* _Exercise aim_
What lines in the records below include the word "caller"? Return each one.

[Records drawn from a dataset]

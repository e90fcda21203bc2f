use std::fs::{File, OpenOptions};
use std::io::{BufWriter, Write};
use std::path::Path;

use fathom_common::{Error, RedoRecord, Result};

use crate::record::encode_record;

/// Append-only writer for a single redo file. Each entry is a length-prefixed,
/// CRC32-checked frame; see [`crate::record`] for the wire format.
pub struct RedoLogWriter {
    writer: BufWriter<File>,
}

impl RedoLogWriter {
    /// Open (or create) a redo file for appending.
    pub fn open(path: &Path) -> Result<Self> {
        let file = OpenOptions::new().create(true).append(true).open(path)?;
        Ok(Self {
            writer: BufWriter::new(file),
        })
    }

    /// Append a single redo record. Buffered — call [`Self::sync`] or
    /// [`Self::flush`] to make it durable.
    pub fn append(&mut self, record: &RedoRecord) -> Result<()> {
        let frame = encode_record(record).map_err(|e| Error::CorruptDatabase(e.to_string()))?;
        self.writer.write_all(&frame)?;
        Ok(())
    }

    /// Push buffered bytes down to the OS without fsyncing (`NoFlush`).
    pub fn flush(&mut self) -> Result<()> {
        self.writer.flush()?;
        Ok(())
    }

    /// Fsync the underlying file (`Sync`/`NoSync` durability modes differ
    /// only in whether this is called).
    pub fn sync(&mut self) -> Result<()> {
        self.writer.flush()?;
        self.writer.get_ref().sync_all()?;
        Ok(())
    }
}

#[cfg(test)]
mod tests {
    use super::*;
    use fathom_common::RedoOp;
    use tempfile::NamedTempFile;

    #[test]
    fn write_single_record() {
        let tmp = NamedTempFile::new().unwrap();
        let record = RedoRecord {
            lsn: 1,
            op: RedoOp::Store {
                index_id: 16,
                key: b"a".to_vec(),
                value: b"1".to_vec(),
            },
        };

        let mut writer = RedoLogWriter::open(tmp.path()).unwrap();
        writer.append(&record).unwrap();
        writer.sync().unwrap();

        assert!(std::fs::metadata(tmp.path()).unwrap().len() > 0);
    }

    #[test]
    fn write_batch() {
        let tmp = NamedTempFile::new().unwrap();
        let mut writer = RedoLogWriter::open(tmp.path()).unwrap();
        for i in 1..=5u64 {
            writer
                .append(&RedoRecord {
                    lsn: i,
                    op: RedoOp::Clear {
                        index_id: 16,
                        key: i.to_be_bytes().to_vec(),
                    },
                })
                .unwrap();
        }
        writer.sync().unwrap();

        let mut reader = crate::reader::RedoLogReader::open(tmp.path()).unwrap();
        let entries = reader.scan_all().unwrap();
        assert_eq!(entries.len(), 5);
    }
}
//! `P.lock` (§6): an advisory exclusive lock preventing a second process
//! from opening the same data file.

use std::fs::{File, OpenOptions};
use std::path::Path;

use fs2::FileExt;

use fathom_common::{Error, Result};

pub struct LockFile {
    file: File,
}

impl LockFile {
    /// Acquire the advisory lock at `path`, creating the file if absent.
    /// Fails immediately (rather than blocking) if another process holds it.
    pub fn acquire(path: &Path) -> Result<Self> {
        let file = OpenOptions::new().read(true).write(true).create(true).open(path)?;
        file.try_lock_exclusive().map_err(|_| {
            Error::CorruptDatabase(format!(
                "{} is already locked by another process",
                path.display()
            ))
        })?;
        Ok(Self { file })
    }
}

impl Drop for LockFile {
    fn drop(&mut self) {
        let _ = FileExt::unlock(&self.file);
    }
}

#[cfg(test)]
mod tests {
    use super::*;

    #[test]
    fn second_acquire_on_same_path_fails() {
        let dir = tempfile::tempdir().unwrap();
        let path = dir.path().join("t.lock");
        let _first = LockFile::acquire(&path).unwrap();
        assert!(LockFile::acquire(&path).is_err());
    }

    #[test]
    fn lock_is_released_on_drop() {
        let dir = tempfile::tempdir().unwrap();
        let path = dir.path().join("t.lock");
        {
            let _first = LockFile::acquire(&path).unwrap();
        }
        let _second = LockFile::acquire(&path).unwrap();
    }
}
//! The in-memory pool of fixed-size node buffers (§4.3).
//!
//! Eviction is clock-style LRU: the least-recently-used node is scanned
//! first, dirty nodes are written back through the page device before their
//! buffer is repurposed, and the cache never evicts down to fewer than two
//! resident nodes (split protocol headroom). Promotion to most-recently-used
//! only happens for clean nodes, so a steady stream of writes doesn't
//! thrash the position of pages the checkpointer is about to flush anyway.

use std::collections::HashMap;
use std::sync::Arc;

use parking_lot::Mutex;

use fathom_common::{Error, PageId, Result};
use fathom_latch::Latch;

use crate::device::PageDevice;

/// Which commit epoch (if any) a node's buffer has been modified in.
#[derive(Debug, Clone, Copy, PartialEq, Eq)]
pub enum CacheState {
    Clean,
    DirtyEpoch(u8),
}

/// The latched content of one node buffer.
pub struct NodeContent {
    pub id: PageId,
    pub state: CacheState,
    pub page: Box<[u8]>,
}

impl NodeContent {
    fn blank(page_size: usize) -> Self {
        Self {
            id: 0,
            state: CacheState::Clean,
            page: vec![0u8; page_size].into_boxed_slice(),
        }
    }

    pub fn is_dirty(&self) -> bool {
        !matches!(self.state, CacheState::Clean)
    }
}

/// A cached node: a latch around its content plus a stable slot index used
/// for LRU bookkeeping.
pub struct Node {
    pub latch: Latch<NodeContent>,
    slot: usize,
}

impl Node {
    pub fn slot(&self) -> usize {
        self.slot
    }
}

struct Inner {
    arena: Vec<Arc<Node>>,
    /// LRU order by slot index; front = least recently used.
    lru: Vec<usize>,
    id_to_slot: HashMap<PageId, usize>,
    /// Reference-counted pins: a slot with a nonzero count is never
    /// evicted. Counted rather than boolean so two cursors bound to the
    /// same node don't let one cursor's release evict it out from under
    /// the other.
    pin_counts: HashMap<usize, usize>,
}

pub struct NodeCache {
    device: Arc<PageDevice>,
    capacity: usize,
    page_size: usize,
    inner: Mutex<Inner>,
}

impl NodeCache {
    pub fn new(device: Arc<PageDevice>, capacity: usize) -> Self {
        let page_size = device.page_size();
        Self {
            device,
            capacity: capacity.max(2),
            page_size,
            inner: Mutex::new(Inner {
                arena: Vec::new(),
                lru: Vec::new(),
                id_to_slot: HashMap::new(),
                pin_counts: HashMap::new(),
            }),
        }
    }

    pub fn capacity(&self) -> usize {
        self.capacity
    }

    pub fn resident_count(&self) -> usize {
        self.inner.lock().id_to_slot.len()
    }

    /// Allocate a fresh, privately-owned buffer, exclusively latched for the
    /// duration of this call, then handed back unbound (id 0). The caller
    /// must populate it and call [`NodeCache::bind`] before any other
    /// thread can observe it, since it is not yet reachable through
    /// `id_to_slot`.
    pub fn alloc_latched(&self, evictable: bool) -> Result<Arc<Node>> {
        let mut inner = self.inner.lock();

        let slot = if inner.arena.len() < self.capacity {
            let slot = inner.arena.len();
            let node = Arc::new(Node {
                latch: Latch::new(NodeContent::blank(self.page_size)),
                slot,
            });
            inner.arena.push(node);
            slot
        } else {
            self.evict_locked(&mut inner)?
        };

        inner.pin_counts.remove(&slot);
        if !evictable {
            inner.pin_counts.insert(slot, 1);
        }

        Ok(inner.arena[slot].clone())
    }

    /// Scan from the LRU end for a slot that can be repurposed. Never
    /// considers the two most-recently-used slots, nor pinned ones, so the
    /// split protocol always has headroom.
    fn evict_locked(&self, inner: &mut Inner) -> Result<usize> {
        let keep_recent = 2usize.min(inner.lru.len());
        let scan_end = inner.lru.len().saturating_sub(keep_recent);

        for i in 0..scan_end {
            let slot = inner.lru[i];
            if inner.pin_counts.contains_key(&slot) {
                continue;
            }
            let node = inner.arena[slot].clone();
            let Some(mut content) = node.latch.try_acquire_exclusive() else {
                continue;
            };

            if content.is_dirty() {
                // Flush outside the cache lock's critical section would be
                // ideal, but we already hold only this node's own latch
                // (not the management lock) while writing: the management
                // lock only guarded the LRU scan up to this point and is
                // still held, so keep the write brief — a single page.
                self.device.write(content.id, &content.page)?;
            }

            let old_id = content.id;
            content.id = 0;
            content.state = CacheState::Clean;
            drop(content);

            inner.id_to_slot.remove(&old_id);
            inner.lru.remove(i);
            return Ok(slot);
        }

        Err(Error::CacheExhausted)
    }

    /// Bind a freshly-populated node to `id`, making it visible to future
    /// lookups, and place it at the MRU end.
    pub fn bind(&self, node: &Arc<Node>, id: PageId) {
        let mut inner = self.inner.lock();
        inner.id_to_slot.insert(id, node.slot);
        inner.lru.retain(|&s| s != node.slot);
        inner.lru.push(node.slot);
    }

    /// Look up a resident node by id without loading from disk.
    pub fn lookup(&self, id: PageId) -> Option<Arc<Node>> {
        let inner = self.inner.lock();
        inner.id_to_slot.get(&id).map(|&slot| inner.arena[slot].clone())
    }

    /// Fetch a node by id, loading it from the page device on a miss.
    pub fn get_or_load(&self, id: PageId) -> Result<Arc<Node>> {
        if let Some(node) = self.lookup(id) {
            self.used(&node);
            return Ok(node);
        }

        let node = self.alloc_latched(true)?;
        // Bind immediately under a placeholder id so concurrent loaders of
        // the same page block on this node's own latch rather than racing
        // to load it twice.
        {
            let mut guard = node.latch.acquire_exclusive();
            guard.id = id;
            self.bind(&node, id);
            let page = self.device.read(id)?;
            guard.page = page;
            guard.state = CacheState::Clean;
        }
        Ok(node)
    }

    /// Promote `node` to the MRU end, but only when it is clean — dirty
    /// nodes stay in roughly FIFO order so the checkpointer sees a smooth,
    /// bounded write workload instead of a bursty one.
    pub fn used(&self, node: &Arc<Node>) {
        let Some(content) = node.latch.try_acquire_shared() else {
            return;
        };
        if content.is_dirty() {
            return;
        }
        drop(content);

        let mut inner = self.inner.lock();
        inner.lru.retain(|&s| s != node.slot);
        inner.lru.push(node.slot);
    }

    /// Release one pin on `node`. Only once every pinning caller has
    /// released does the slot become eligible for eviction again.
    pub fn make_evictable(&self, node: &Arc<Node>) {
        let mut inner = self.inner.lock();
        if let Some(count) = inner.pin_counts.get_mut(&node.slot) {
            *count -= 1;
            if *count == 0 {
                inner.pin_counts.remove(&node.slot);
            }
        }
    }

    pub fn make_unevictable(&self, node: &Arc<Node>) {
        *self.inner.lock().pin_counts.entry(node.slot).or_insert(0) += 1;
    }

    /// Repurpose `node`'s buffer for immediate reuse: clear its id and
    /// content and place it at the LRU head so the very next
    /// `alloc_latched` picks it up without scanning.
    pub fn delete_node(&self, node: &Arc<Node>) {
        let mut content = node.latch.acquire_exclusive();
        let old_id = content.id;
        content.id = 0;
        content.state = CacheState::Clean;
        drop(content);

        let mut inner = self.inner.lock();
        inner.id_to_slot.remove(&old_id);
        inner.lru.retain(|&s| s != node.slot);
        inner.lru.insert(0, node.slot);
    }

    /// Write back every currently-dirty node whose state matches `epoch`,
    /// marking each clean as it is flushed. Used by the checkpointer
    /// (§4.12 step 4).
    pub fn flush_epoch(&self, epoch: u8) -> Result<usize> {
        let nodes: Vec<Arc<Node>> = {
            let inner = self.inner.lock();
            inner.arena.clone()
        };

        let mut flushed = 0;
        for node in nodes {
            let mut content = node.latch.acquire_exclusive();
            if content.id == 0 {
                continue;
            }
            if let CacheState::DirtyEpoch(e) = content.state {
                if e == epoch {
                    self.device.write(content.id, &content.page)?;
                    content.state = CacheState::Clean;
                    flushed += 1;
                }
            }
        }
        Ok(flushed)
    }
}

#[cfg(test)]
mod tests {
    use super::*;
    use tempfile::tempdir;

    fn new_cache(capacity: usize) -> (tempfile::TempDir, NodeCache) {
        let dir = tempdir().unwrap();
        let (device, _header) = PageDevice::open(&dir.path().join("t.db"), 512).unwrap();
        let cache = NodeCache::new(Arc::new(device), capacity);
        (dir, cache)
    }

    #[test]
    fn alloc_and_bind_is_resident() {
        let (_dir, cache) = new_cache(4);
        let node = cache.alloc_latched(true).unwrap();
        cache.bind(&node, 10);
        assert!(cache.lookup(10).is_some());
        assert_eq!(cache.resident_count(), 1);
    }

    #[test]
    fn get_or_load_round_trips_through_device() {
        let (_dir, cache) = new_cache(4);
        let node = cache.get_or_load(2).unwrap();
        {
            let mut c = node.latch.acquire_exclusive();
            c.page[0] = 0x42;
            c.state = CacheState::DirtyEpoch(0);
        }
        cache.flush_epoch(0).unwrap();
        cache.delete_node(&node);

        let reloaded = cache.get_or_load(2).unwrap();
        assert_eq!(reloaded.latch.acquire_shared().page[0], 0x42);
    }

    #[test]
    fn never_evicts_below_two_resident() {
        let (_dir, cache) = new_cache(2);
        let a = cache.alloc_latched(true).unwrap();
        cache.bind(&a, 1);
        let b = cache.alloc_latched(true).unwrap();
        cache.bind(&b, 2);

        // Capacity is full and both nodes are within the two-node headroom:
        // any further alloc must fail rather than evict one of them.
        let result = cache.alloc_latched(true);
        assert!(matches!(result, Err(Error::CacheExhausted)));
    }

    #[test]
    fn pinned_nodes_are_never_evicted() {
        let (_dir, cache) = new_cache(3);
        let pinned = cache.alloc_latched(false).unwrap();
        cache.bind(&pinned, 1);
        let b = cache.alloc_latched(true).unwrap();
        cache.bind(&b, 2);
        let c = cache.alloc_latched(true).unwrap();
        cache.bind(&c, 3);
        drop(b);
        drop(c);

        // Only one unpinned, non-recent candidate exists (slot for id 2),
        // and with capacity 3 the two-node headroom still blocks eviction
        // down to a single resident node.
        let result = cache.alloc_latched(true);
        assert!(result.is_err() || cache.lookup(1).is_some());
    }

    #[test]
    fn dirty_nodes_do_not_get_promoted_by_used() {
        let (_dir, cache) = new_cache(4);
        let node = cache.get_or_load(2).unwrap();
        node.latch.acquire_exclusive().state = CacheState::DirtyEpoch(0);
        cache.used(&node);
        // No panic / no crash is the main assertion here: promotion is a
        // best-effort optimization, not a correctness requirement.
    }
}
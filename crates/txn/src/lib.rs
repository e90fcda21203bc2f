//! Transactions, row-level locking, and undo logging (§4.8, §4.9, §4.11).
//!
//! This crate sits directly on top of `fathom-btree`: it knows how to turn
//! a `(index_id, key, value)` mutation into a locked, logged, rollback-able
//! operation, but nothing here understands the redo log file format or how
//! indexes are discovered — those belong to the database layer above.

pub mod lock;
pub mod transaction;
pub mod undo;

pub use lock::{LockManager, Mode as LockKind};
pub use transaction::{IdAllocator, RedoSink, Transaction, TxnIdAllocator};
pub use undo::{IndexResolver, UndoLog};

* _Solution to this exercise_
    /// duration of this call, then handed back unbound (id 0). The caller
    /// Release one pin on `node`. Only once every pinning caller has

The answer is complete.